Fifteen participants, including 12 volunteers and 3 live liver donors, successfully increased their BW by 1.5-5 kg within 3 months (failure rate, 21%). The actual liver weight (LW) gain was more than the expected LW gain using the formula for calculating standard liver volume (2.77- to 8.94-fold; median, 4.49-fold; mean, 4.45-fold, P < 0.005) and using the ratio of liver weight to body weight (1.36- to 4.49-fold; median, 2.01-fold; mean, 2.06-fold, P < 0.005). The enlargement of the livers was symmetrical without significant fatty change. The graft-versus-recipient weight ratio increased 0.17%, 0.07%, and 0.08%, respectively, for the three live liver donors and successful LDLTs were performed.
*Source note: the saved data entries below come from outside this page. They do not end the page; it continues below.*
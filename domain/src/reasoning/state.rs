//! Reasoning loop state and outcomes.

use crate::permission::ApprovalRequest;
use crate::session::entities::Message;
use crate::tool::value_objects::ToolResult;

/// Default iteration budget for one loop invocation
pub const DEFAULT_MAX_ITERATIONS: usize = 5;

/// Mutable state of one loop invocation.
///
/// Created at loop entry and discarded at exit; only `conversation` is
/// handed back to the caller.
#[derive(Debug, Clone)]
pub struct LoopState {
    iteration: usize,
    max_iterations: usize,
    pub conversation: Vec<Message>,
    pub last_observation: Option<ToolResult>,
}

impl LoopState {
    pub fn new(conversation: Vec<Message>, max_iterations: usize) -> Self {
        Self {
            iteration: 0,
            max_iterations,
            conversation,
            last_observation: None,
        }
    }

    /// Seed the state with an observation produced before the loop started
    /// (e.g. an approved tool that just ran).
    pub fn with_observation(mut self, observation: ToolResult) -> Self {
        self.last_observation = Some(observation);
        self
    }

    /// Start the next iteration. Returns `false` once the budget is spent;
    /// the counter never exceeds `max_iterations`.
    pub fn begin_iteration(&mut self) -> bool {
        if self.iteration >= self.max_iterations {
            return false;
        }
        self.iteration += 1;
        true
    }

    pub fn iteration(&self) -> usize {
        self.iteration
    }

    pub fn max_iterations(&self) -> usize {
        self.max_iterations
    }

    pub fn is_exhausted(&self) -> bool {
        self.iteration >= self.max_iterations
    }

    pub fn push(&mut self, message: Message) {
        self.conversation.push(message);
    }

    pub fn record_observation(&mut self, observation: ToolResult) {
        self.last_observation = Some(observation);
    }

    pub fn into_conversation(self) -> Vec<Message> {
        self.conversation
    }
}

/// Named states of the reasoning loop, reported to progress observers.
#[derive(Debug, Clone, Copy, PartialEq, Eq)]
pub enum LoopPhase {
    Classify,
    SimpleResponse,
    QueryModel,
    Parse,
    PermissionCheck,
    Execute,
    ContinueReasoning,
    FinalAnswer,
    AwaitingApproval,
    MaxIterationsReached,
}

impl LoopPhase {
    pub fn as_str(&self) -> &'static str {
        match self {
            LoopPhase::Classify => "classify",
            LoopPhase::SimpleResponse => "simple_response",
            LoopPhase::QueryModel => "query_model",
            LoopPhase::Parse => "parse",
            LoopPhase::PermissionCheck => "permission_check",
            LoopPhase::Execute => "execute",
            LoopPhase::ContinueReasoning => "continue_reasoning",
            LoopPhase::FinalAnswer => "final_answer",
            LoopPhase::AwaitingApproval => "awaiting_approval",
            LoopPhase::MaxIterationsReached => "max_iterations_reached",
        }
    }
}

/// How a loop invocation ended
#[derive(Debug, Clone, PartialEq)]
pub enum LoopOutcome {
    /// Single-shot answer for a simple query
    SimpleResponse { text: String, thinking: Option<String> },
    /// The model produced `Final Answer:` (after the observation cross-check)
    FinalAnswer {
        text: String,
        thinking: Option<String>,
        /// The cross-check replaced the model's answer with a tool failure
        tool_failed: bool,
    },
    /// A risky tool call is waiting for the user's yes/no
    AwaitingApproval(ApprovalRequest),
    /// A tool call was refused outright
    Denied { message: String },
    /// The iteration budget ran out
    LimitReached { message: String },
}

impl LoopOutcome {
    /// Text shown to the user for this outcome
    pub fn text(&self) -> &str {
        match self {
            LoopOutcome::SimpleResponse { text, .. } | LoopOutcome::FinalAnswer { text, .. } => {
                text
            }
            LoopOutcome::AwaitingApproval(request) => &request.prompt,
            LoopOutcome::Denied { message } | LoopOutcome::LimitReached { message } => message,
        }
    }

    pub fn thinking(&self) -> Option<&str> {
        match self {
            LoopOutcome::SimpleResponse { thinking, .. }
            | LoopOutcome::FinalAnswer { thinking, .. } => thinking.as_deref(),
            _ => None,
        }
    }
}

#[cfg(test)]
mod tests {
    use super::*;

    #[test]
    fn test_iteration_never_exceeds_budget() {
        let mut state = LoopState::new(Vec::new(), 3);
        let mut started = 0;
        while state.begin_iteration() {
            started += 1;
        }
        assert_eq!(started, 3);
        assert_eq!(state.iteration(), 3);
        assert!(state.is_exhausted());
        assert!(!state.begin_iteration());
        assert_eq!(state.iteration(), 3);
    }

    #[test]
    fn test_zero_budget_never_starts() {
        let mut state = LoopState::new(Vec::new(), 0);
        assert!(!state.begin_iteration());
    }

    #[test]
    fn test_conversation_round_trip() {
        let mut state = LoopState::new(vec![Message::user("hi")], 5)
            .with_observation(ToolResult::success("read_file", "x"));
        state.push(Message::assistant("hello"));

        assert_eq!(state.last_observation.as_ref().unwrap().text, "x");
        let conversation = state.into_conversation();
        assert_eq!(conversation.len(), 2);
    }

    #[test]
    fn test_outcome_text() {
        let outcome = LoopOutcome::LimitReached {
            message: "limit".into(),
        };
        assert_eq!(outcome.text(), "limit");
        assert_eq!(outcome.thinking(), None);

        let answer = LoopOutcome::FinalAnswer {
            text: "done".into(),
            thinking: Some("hmm".into()),
            tool_failed: false,
        };
        assert_eq!(answer.text(), "done");
        assert_eq!(answer.thinking(), Some("hmm"));
    }
}
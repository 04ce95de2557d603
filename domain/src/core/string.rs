//! String utilities for the domain layer.

/// Truncate a string to a maximum length with ellipsis (UTF-8 safe)
///
/// Uses byte length for max_len but ensures truncation occurs at valid
/// UTF-8 character boundaries.
pub fn truncate(s: &str, max_len: usize) -> String {
    if s.len() <= max_len {
        s.to_string()
    } else {
        let target = max_len.saturating_sub(3);
        let mut end = target.min(s.len());
        while end > 0 && !s.is_char_boundary(end) {
            end -= 1;
        }
        format!("{}...", &s[..end])
    }
}

/// Collapse all runs of whitespace (including newlines) into single spaces.
pub fn single_line(s: &str) -> String {
    s.split_whitespace().collect::<Vec<_>>().join(" ")
}
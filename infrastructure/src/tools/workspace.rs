//! Workspace confinement for the builtin tools
//!
//! Every path a builtin tool touches is resolved against the workspace root
//! and must stay inside it after normalization. Symlinks are followed for
//! the deepest part of the path that already exists.

use std::path::{Component, Path, PathBuf};
use toolgate_domain::tool::value_objects::ToolError;

/// Root directory the builtin tools are confined to
#[derive(Debug, Clone)]
pub struct Workspace {
    root: PathBuf,
}

impl Workspace {
    /// Create a workspace rooted at `root` (canonicalized when it exists)
    pub fn new(root: impl Into<PathBuf>) -> Self {
        let root = root.into();
        let absolute = if root.is_absolute() {
            root
        } else {
            std::env::current_dir()
                .map(|cwd| cwd.join(&root))
                .unwrap_or(root)
        };
        let root = std::fs::canonicalize(&absolute).unwrap_or_else(|_| normalize(&absolute));
        Self { root }
    }

    pub fn root(&self) -> &Path {
        &self.root
    }

    /// Resolve a user-supplied path; escaping the root is `PERMISSION_DENIED`.
    pub fn resolve(&self, path: &str) -> Result<PathBuf, ToolError> {
        let requested = Path::new(path);
        let joined = if requested.is_absolute() {
            requested.to_path_buf()
        } else {
            self.root.join(requested)
        };
        let normalized = normalize(&joined);

        match canonicalize_existing(&normalized) {
            Some(effective) if effective.starts_with(&self.root) => Ok(effective),
            _ => Err(outside(path)),
        }
    }

    /// Re-check a path that now exists on disk, e.g. after creating directories.
    pub fn confirm(&self, path: &Path, display: &str) -> Result<(), ToolError> {
        match std::fs::canonicalize(path) {
            Ok(real) if real.starts_with(&self.root) => Ok(()),
            _ => Err(outside(display)),
        }
    }

    /// Path relative to the root, for display
    pub fn display_path(&self, path: &Path) -> String {
        match path.strip_prefix(&self.root) {
            Ok(relative) if relative.as_os_str().is_empty() => ".".to_string(),
            Ok(relative) => relative.display().to_string(),
            Err(_) => path.display().to_string(),
        }
    }
}

fn outside(path: &str) -> ToolError {
    ToolError::permission_denied(format!("{} is outside the workspace", path))
}

/// Canonicalize the deepest existing ancestor and re-append the missing tail.
///
/// Returns `None` when an existing component is a dangling symlink, since
/// creating through it would land wherever it points.
fn canonicalize_existing(path: &Path) -> Option<PathBuf> {
    let mut existing = path;
    let mut tail = Vec::new();
    loop {
        match std::fs::canonicalize(existing) {
            Ok(mut real) => {
                for name in tail.iter().rev() {
                    real.push(name);
                }
                return Some(real);
            }
            Err(_) if std::fs::symlink_metadata(existing).is_ok() => return None,
            Err(_) => match (existing.parent(), existing.file_name()) {
                (Some(parent), Some(name)) => {
                    tail.push(name.to_os_string());
                    existing = parent;
                }
                _ => return Some(path.to_path_buf()),
            },
        }
    }
}

/// Lexically resolve `.` and `..` without touching the filesystem
fn normalize(path: &Path) -> PathBuf {
    let mut out = PathBuf::new();
    for component in path.components() {
        match component {
            Component::ParentDir => {
                out.pop();
            }
            Component::CurDir => {}
            other => out.push(other.as_os_str()),
        }
    }
    out
}

#[cfg(test)]
mod tests {
    use super::*;

    #[test]
    fn test_relative_path_inside_root() {
        let dir = tempfile::tempdir().unwrap();
        let workspace = Workspace::new(dir.path());

        let resolved = workspace.resolve("notes/today.txt").unwrap();
        assert!(resolved.starts_with(workspace.root()));
        assert!(resolved.ends_with("notes/today.txt"));
    }

    #[test]
    fn test_dot_is_root() {
        let dir = tempfile::tempdir().unwrap();
        let workspace = Workspace::new(dir.path());

        let resolved = workspace.resolve(".").unwrap();
        assert_eq!(resolved, workspace.root());
        assert_eq!(workspace.display_path(&resolved), ".");
    }

    #[test]
    fn test_parent_escape_is_denied() {
        let dir = tempfile::tempdir().unwrap();
        let workspace = Workspace::new(dir.path());

        let err = workspace.resolve("../../etc/passwd").unwrap_err();
        assert_eq!(err.code, "PERMISSION_DENIED");
        assert!(err.message.contains("outside the workspace"));
    }

    #[test]
    fn test_absolute_path_outside_is_denied() {
        let dir = tempfile::tempdir().unwrap();
        let workspace = Workspace::new(dir.path().join("inner"));

        assert!(workspace.resolve("/").is_err());
    }

    #[test]
    fn test_inner_parent_components_are_fine() {
        let dir = tempfile::tempdir().unwrap();
        let workspace = Workspace::new(dir.path());

        let resolved = workspace.resolve("a/../b.txt").unwrap();
        assert_eq!(workspace.display_path(&resolved), "b.txt");
    }

    #[cfg(unix)]
    #[test]
    fn test_symlink_escape_is_denied() {
        let outside = tempfile::tempdir().unwrap();
        let dir = tempfile::tempdir().unwrap();
        std::os::unix::fs::symlink(outside.path(), dir.path().join("link")).unwrap();
        let workspace = Workspace::new(dir.path());

        assert!(workspace.resolve("link/secret.txt").is_err());
    }

    #[cfg(unix)]
    #[test]
    fn test_symlink_escape_through_missing_dirs_is_denied() {
        let outside = tempfile::tempdir().unwrap();
        let dir = tempfile::tempdir().unwrap();
        std::os::unix::fs::symlink(outside.path(), dir.path().join("link")).unwrap();
        let workspace = Workspace::new(dir.path());

        let err = workspace.resolve("link/newdir/deeper/secret.txt").unwrap_err();
        assert_eq!(err.code, "PERMISSION_DENIED");
        assert!(workspace.resolve("fresh/newdir/file.txt").is_ok());
    }

    #[cfg(unix)]
    #[test]
    fn test_dangling_symlink_is_denied() {
        let outside = tempfile::tempdir().unwrap();
        let dir = tempfile::tempdir().unwrap();
        std::os::unix::fs::symlink(outside.path().join("gone"), dir.path().join("link")).unwrap();
        let workspace = Workspace::new(dir.path());

        assert!(workspace.resolve("link").is_err());
        assert!(workspace.resolve("link/file.txt").is_err());
    }

    #[cfg(unix)]
    #[test]
    fn test_confirm_rejects_paths_that_resolve_outside() {
        let outside = tempfile::tempdir().unwrap();
        let dir = tempfile::tempdir().unwrap();
        std::os::unix::fs::symlink(outside.path(), dir.path().join("link")).unwrap();
        let workspace = Workspace::new(dir.path());

        assert!(workspace.confirm(dir.path(), ".").is_ok());
        let err = workspace.confirm(&dir.path().join("link"), "link").unwrap_err();
        assert_eq!(err.code, "PERMISSION_DENIED");
    }
}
By having liver donors eat a high-protein, high-carbohydrate diet to increase their BW in a short period of time, the actual LW may increase more than the expected LW gain without fatty change. This method of increasing LW may be used in selected cases of LDLT to avoid SFSS.
本研究旨在通过增加供体在捐肝前的体重(BW),来评估在活体肝移植(LDLT)中避免小肝综合征(SFSS)的可能性。
本研究纳入了 19 名参与者,包括 15 名志愿者和 4 名肝供体,他们根据灵活的公式,通过摄入高蛋白和高碳水化合物饮食来增加热量摄入,在 3 个月内将 BW 增加 1.5-5kg。
15 名参与者,包括 12 名志愿者和 3 名活体肝供体,成功在 3 个月内将 BW 增加了 1.5-5kg(失败率为 21%)。实际肝重(LW)增加量超过了使用公式计算标准肝体积的预期增加量(2.77-8.94 倍;中位数,4.49 倍;均值,4.45 倍,P<0.005)和使用肝重与体重比(1.36-4.49 倍;中位数,2.01 倍;均值,2.06 倍,P<0.005)。肝脏的增大是对称的,没有明显的脂肪变化。3 名活体肝供体的供肝与受者体重比分别增加了 0.17%、0.07%和 0.08%,均成功进行了 LDLT。
通过让肝供体在短时间内摄入高蛋白、高碳水化合物饮食来增加 BW,实际的 LW 可能会增加超过预期的 LW 增加量,而不会发生脂肪变化。这种增加 LW 的方法可用于 LDLT 的某些选定病例,以避免 SFSS。